Entries provided ::
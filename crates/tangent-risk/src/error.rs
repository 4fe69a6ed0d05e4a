//! Error types for risk and return estimation.

use thiserror::Error;

use crate::covariance::CovarianceError;

/// Result type for risk operations.
pub type Result<T> = std::result::Result<T, RiskError>;

/// Errors that can occur while estimating moments, metrics or posterior returns.
#[derive(Debug, Error)]
pub enum RiskError {
    /// Covariance estimation or matrix utility failure
    #[error(transparent)]
    Covariance(#[from] CovarianceError),

    /// Underlying data error
    #[error(transparent)]
    Data(#[from] tangent_data::DataError),

    /// Invalid investor view
    #[error(transparent)]
    View(#[from] ViewError),

    /// Dimension mismatch
    #[error("Dimension mismatch: expected {expected}, got {actual}")]
    DimensionMismatch {
        /// Expected dimension
        expected: usize,
        /// Actual dimension
        actual: usize,
    },

    /// Not enough observations
    #[error("Insufficient data: need at least {required} observations, got {actual}")]
    InsufficientData {
        /// Required number of observations
        required: usize,
        /// Actual number of observations
        actual: usize,
    },

    /// Returns contain missing values
    #[error("Returns contain missing values; drop incomplete assets or rows first")]
    MissingValues,

    /// Standard deviation is zero, Sharpe ratio undefined
    #[error("Portfolio standard deviation is zero; Sharpe ratio is undefined")]
    ZeroVolatility,

    /// Market portfolio variance is zero, implied risk aversion undefined
    #[error("Market portfolio variance is zero; implied risk aversion is undefined")]
    ZeroMarketVariance,

    /// A matrix that must be inverted is singular or ill-conditioned
    #[error("{matrix} is singular or ill-conditioned (condition number {condition_number:e})")]
    SingularMatrix {
        /// Which matrix failed
        matrix: &'static str,
        /// Ratio of largest to smallest absolute eigenvalue
        condition_number: f64,
    },

    /// Invalid parameter
    #[error("Invalid parameter: {0}")]
    InvalidParameter(String),
}

/// Errors in the textual or structural form of an investor view.
#[derive(Debug, Clone, PartialEq, Error)]
pub enum ViewError {
    /// Operator other than `>`, `<` or `=`
    #[error("Unknown view operator '{0}': expected '>', '<' or '='")]
    UnknownOperator(String),

    /// View names an asset outside the universe
    #[error("View references unknown asset '{0}'")]
    UnknownAsset(String),

    /// View text could not be parsed
    #[error("Malformed view '{0}': expected 'A > B r', 'A < B r' or 'A = r'")]
    Malformed(String),

    /// View return is not a finite number
    #[error("Invalid view return '{0}'")]
    InvalidReturn(String),

    /// Relative view compares an asset with itself
    #[error("Relative view compares '{0}' with itself")]
    SelfComparison(String),
}
//! Per-asset weight bounds
//!
//! Every portfolio is fully invested (Σ w = 1) with `l_i ≤ w_i ≤ u_i` and
//! `0 ≤ l_i ≤ u_i ≤ 1`. The bounds are feasible when `Σ l ≤ 1 ≤ Σ u`.

use std::collections::BTreeMap;

use ndarray::Array1;
use serde::{Deserialize, Serialize};

use crate::{
    error::{OptimizeError, Result},
    solver::projection::project_capped_simplex,
};

/// Slack allowed when checking bound sums against 1.
const SUM_TOLERANCE: f64 = 1e-12;

/// Optional lower and upper bound for one asset.
#[derive(Debug, Clone, Copy, Default, PartialEq, Serialize, Deserialize)]
#[serde(default)]
pub struct BoundOverride {
    /// Minimum weight, if constrained
    pub lower: Option<f64>,
    /// Maximum weight, if constrained
    pub upper: Option<f64>,
}

impl BoundOverride {
    /// Override only the lower bound.
    pub const fn at_least(lower: f64) -> Self {
        Self {
            lower: Some(lower),
            upper: None,
        }
    }

    /// Override only the upper bound.
    pub const fn at_most(upper: f64) -> Self {
        Self {
            lower: None,
            upper: Some(upper),
        }
    }
}

/// Validated, feasible box bounds for a fully-invested portfolio.
#[derive(Debug, Clone, PartialEq, Serialize)]
pub struct Bounds {
    lower: Array1<f64>,
    upper: Array1<f64>,
}

impl Bounds {
    /// Default bounds `[0, 1]` for `n` assets.
    pub fn unit(n: usize) -> Self {
        Self {
            lower: Array1::zeros(n),
            upper: Array1::ones(n),
        }
    }

    /// Bounds from explicit lower and upper vectors.
    ///
    /// # Returns
    /// The bounds, or an error if the lengths differ, any pair lies outside
    /// `0 ≤ l ≤ u ≤ 1`, or no fully-invested portfolio fits.
    pub fn new(lower: Array1<f64>, upper: Array1<f64>) -> Result<Self> {
        if lower.len() != upper.len() {
            return Err(OptimizeError::DimensionMismatch {
                expected: lower.len(),
                actual: upper.len(),
            });
        }
        if lower.is_empty() {
            return Err(OptimizeError::EmptyUniverse);
        }
        for (index, (&l, &u)) in lower.iter().zip(upper.iter()).enumerate() {
            if !(l.is_finite() && u.is_finite() && 0.0 <= l && l <= u && u <= 1.0) {
                return Err(OptimizeError::InvalidBounds {
                    index,
                    lower: l,
                    upper: u,
                });
            }
        }
        let lower_sum = lower.sum();
        let upper_sum = upper.sum();
        if lower_sum > 1.0 + SUM_TOLERANCE || upper_sum < 1.0 - SUM_TOLERANCE {
            return Err(OptimizeError::InfeasibleBounds {
                lower_sum,
                upper_sum,
            });
        }
        Ok(Self { lower, upper })
    }

    /// Default bounds with per-asset overrides applied by name.
    ///
    /// Asset names match case-insensitively.
    pub fn with_overrides<S: AsRef<str>>(
        assets: &[S],
        overrides: &BTreeMap<String, BoundOverride>,
    ) -> Result<Self> {
        let mut lower = Array1::zeros(assets.len());
        let mut upper = Array1::ones(assets.len());
        for (name, bound) in overrides {
            let index = assets
                .iter()
                .position(|a| a.as_ref().eq_ignore_ascii_case(name))
                .ok_or_else(|| OptimizeError::UnknownAsset(name.clone()))?;
            if let Some(l) = bound.lower {
                lower[index] = l;
            }
            if let Some(u) = bound.upper {
                upper[index] = u;
            }
        }
        Self::new(lower, upper)
    }

    /// Lower bounds.
    pub const fn lower(&self) -> &Array1<f64> {
        &self.lower
    }

    /// Upper bounds.
    pub const fn upper(&self) -> &Array1<f64> {
        &self.upper
    }

    /// Number of assets.
    pub fn len(&self) -> usize {
        self.lower.len()
    }

    /// Whether there are no assets.
    pub fn is_empty(&self) -> bool {
        self.lower.is_empty()
    }

    /// Nearest fully-invested portfolio within the bounds.
    pub fn project(&self, v: &Array1<f64>) -> Array1<f64> {
        project_capped_simplex(v, &self.lower, &self.upper)
    }

    /// Uniform portfolio `1/n`, projected if the bounds exclude it.
    pub fn initial_point(&self) -> Array1<f64> {
        let n = self.len();
        self.project(&Array1::from_elem(n, 1.0 / n as f64))
    }

    /// Whether `weights` sum to one and respect the bounds within `tolerance`.
    pub fn contains(&self, weights: &Array1<f64>, tolerance: f64) -> bool {
        weights.len() == self.len()
            && (weights.sum() - 1.0).abs() <= tolerance
            && weights
                .iter()
                .zip(self.lower.iter().zip(self.upper.iter()))
                .all(|(&w, (&l, &u))| w >= l - tolerance && w <= u + tolerance)
    }

    /// Exact range of annualised returns reachable under the bounds.
    ///
    /// Solves the two linear programs in closed form: start every asset at
    /// its lower bound, then hand the remaining budget to the best (or worst)
    /// assets first, each up to its upper bound.
    pub fn return_range(&self, mean: &Array1<f64>, periods_per_year: f64) -> Result<(f64, f64)> {
        if mean.len() != self.len() {
            return Err(OptimizeError::DimensionMismatch {
                expected: self.len(),
                actual: mean.len(),
            });
        }
        let mut order: Vec<usize> = (0..self.len()).collect();
        order.sort_by(|&i, &j| mean[i].total_cmp(&mean[j]));

        let min = self.greedy_fill(order.iter().copied()).dot(mean) * periods_per_year;
        let max = self.greedy_fill(order.iter().rev().copied()).dot(mean) * periods_per_year;
        Ok((min, max))
    }

    fn greedy_fill(&self, order: impl Iterator<Item = usize>) -> Array1<f64> {
        let mut weights = self.lower.clone();
        let mut remaining = 1.0 - self.lower.sum();
        for i in order {
            if remaining <= 0.0 {
                break;
            }
            let add = (self.upper[i] - self.lower[i]).min(remaining);
            weights[i] += add;
            remaining -= add;
        }
        weights
    }
}

impl<'de> Deserialize<'de> for Bounds {
    fn deserialize<D: serde::Deserializer<'de>>(deserializer: D) -> std::result::Result<Self, D::Error> {
        #[derive(Deserialize)]
        struct Raw {
            lower: Array1<f64>,
            upper: Array1<f64>,
        }
        let raw = Raw::deserialize(deserializer)?;
        Self::new(raw.lower, raw.upper).map_err(serde::de::Error::custom)
    }
}

#[cfg(test)]
mod tests {
    use super::*;
    use approx::assert_relative_eq;
    use ndarray::array;

    #[test]
    fn test_unit_bounds() {
        let b = Bounds::unit(4);
        assert_eq!(b.len(), 4);
        let w = b.initial_point();
        assert!(b.contains(&w, 1e-12));
        assert_relative_eq!(w[0], 0.25);
    }

    #[test]
    fn test_invalid_bounds() {
        assert!(matches!(
            Bounds::new(array![0.0, 0.5], array![1.0, 0.4]),
            Err(OptimizeError::InvalidBounds { index: 1, .. })
        ));
        assert!(matches!(
            Bounds::new(array![-0.1, 0.0], array![1.0, 1.0]),
            Err(OptimizeError::InvalidBounds { index: 0, .. })
        ));
        assert!(matches!(
            Bounds::new(array![0.6, 0.5], array![1.0, 1.0]),
            Err(OptimizeError::InfeasibleBounds { .. })
        ));
        assert!(matches!(
            Bounds::new(array![0.0, 0.0], array![0.4, 0.4]),
            Err(OptimizeError::InfeasibleBounds { .. })
        ));
        assert!(matches!(
            Bounds::new(Array1::zeros(0), Array1::zeros(0)),
            Err(OptimizeError::EmptyUniverse)
        ));
    }

    #[test]
    fn test_overrides() {
        let assets = ["AAPL", "MSFT", "XOM"];
        let mut overrides = BTreeMap::new();
        overrides.insert("aapl".to_string(), BoundOverride::at_least(0.2));
        overrides.insert("XOM".to_string(), BoundOverride::at_most(0.1));
        let b = Bounds::with_overrides(&assets, &overrides).unwrap();
        assert_eq!(b.lower(), &array![0.2, 0.0, 0.0]);
        assert_eq!(b.upper(), &array![1.0, 1.0, 0.1]);

        overrides.insert("TSLA".to_string(), BoundOverride::at_least(0.1));
        assert!(matches!(
            Bounds::with_overrides(&assets, &overrides),
            Err(OptimizeError::UnknownAsset(_))
        ));
    }

    #[test]
    fn test_initial_point_respects_bounds() {
        let b = Bounds::new(array![0.5, 0.0, 0.0], array![1.0, 0.1, 1.0]).unwrap();
        let w = b.initial_point();
        assert!(b.contains(&w, 1e-12));
        assert!(w[0] >= 0.5);
        assert!(w[1] <= 0.1);
    }

    #[test]
    fn test_return_range() {
        let mean = array![0.001, 0.002, 0.0005];
        let (min, max) = Bounds::unit(3).return_range(&mean, 252.0).unwrap();
        assert_relative_eq!(min, 0.126, epsilon = 1e-12);
        assert_relative_eq!(max, 0.504, epsilon = 1e-12);

        // Best asset capped at 0.5, worst floored at 0.2
        let b = Bounds::new(array![0.0, 0.0, 0.2], array![1.0, 0.5, 1.0]).unwrap();
        let (min, max) = b.return_range(&mean, 252.0).unwrap();
        assert_relative_eq!(min, 252.0 * 0.0005, epsilon = 1e-12);
        assert_relative_eq!(max, 252.0 * (0.5 * 0.002 + 0.3 * 0.001 + 0.2 * 0.0005), epsilon = 1e-12);
    }

    #[test]
    fn test_deserialize_validates() {
        let ok: Bounds = serde_json::from_str(r#"{"lower":{"v":1,"dim":[2],"data":[0.0,0.0]},"upper":{"v":1,"dim":[2],"data":[1.0,1.0]}}"#).unwrap();
        assert_eq!(ok.len(), 2);
        let bad = serde_json::from_str::<Bounds>(r#"{"lower":{"v":1,"dim":[2],"data":[0.9,0.9]},"upper":{"v":1,"dim":[2],"data":[1.0,1.0]}}"#);
        assert!(bad.is_err());
    }
}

Exercise objective :: Find and copy each line in the material above where the string "Errors" occurs.

Solved problem ::
/// Errors that can occur while estimating moments, metrics or posterior returns.
/// Errors in the textual or structural form of an investor view.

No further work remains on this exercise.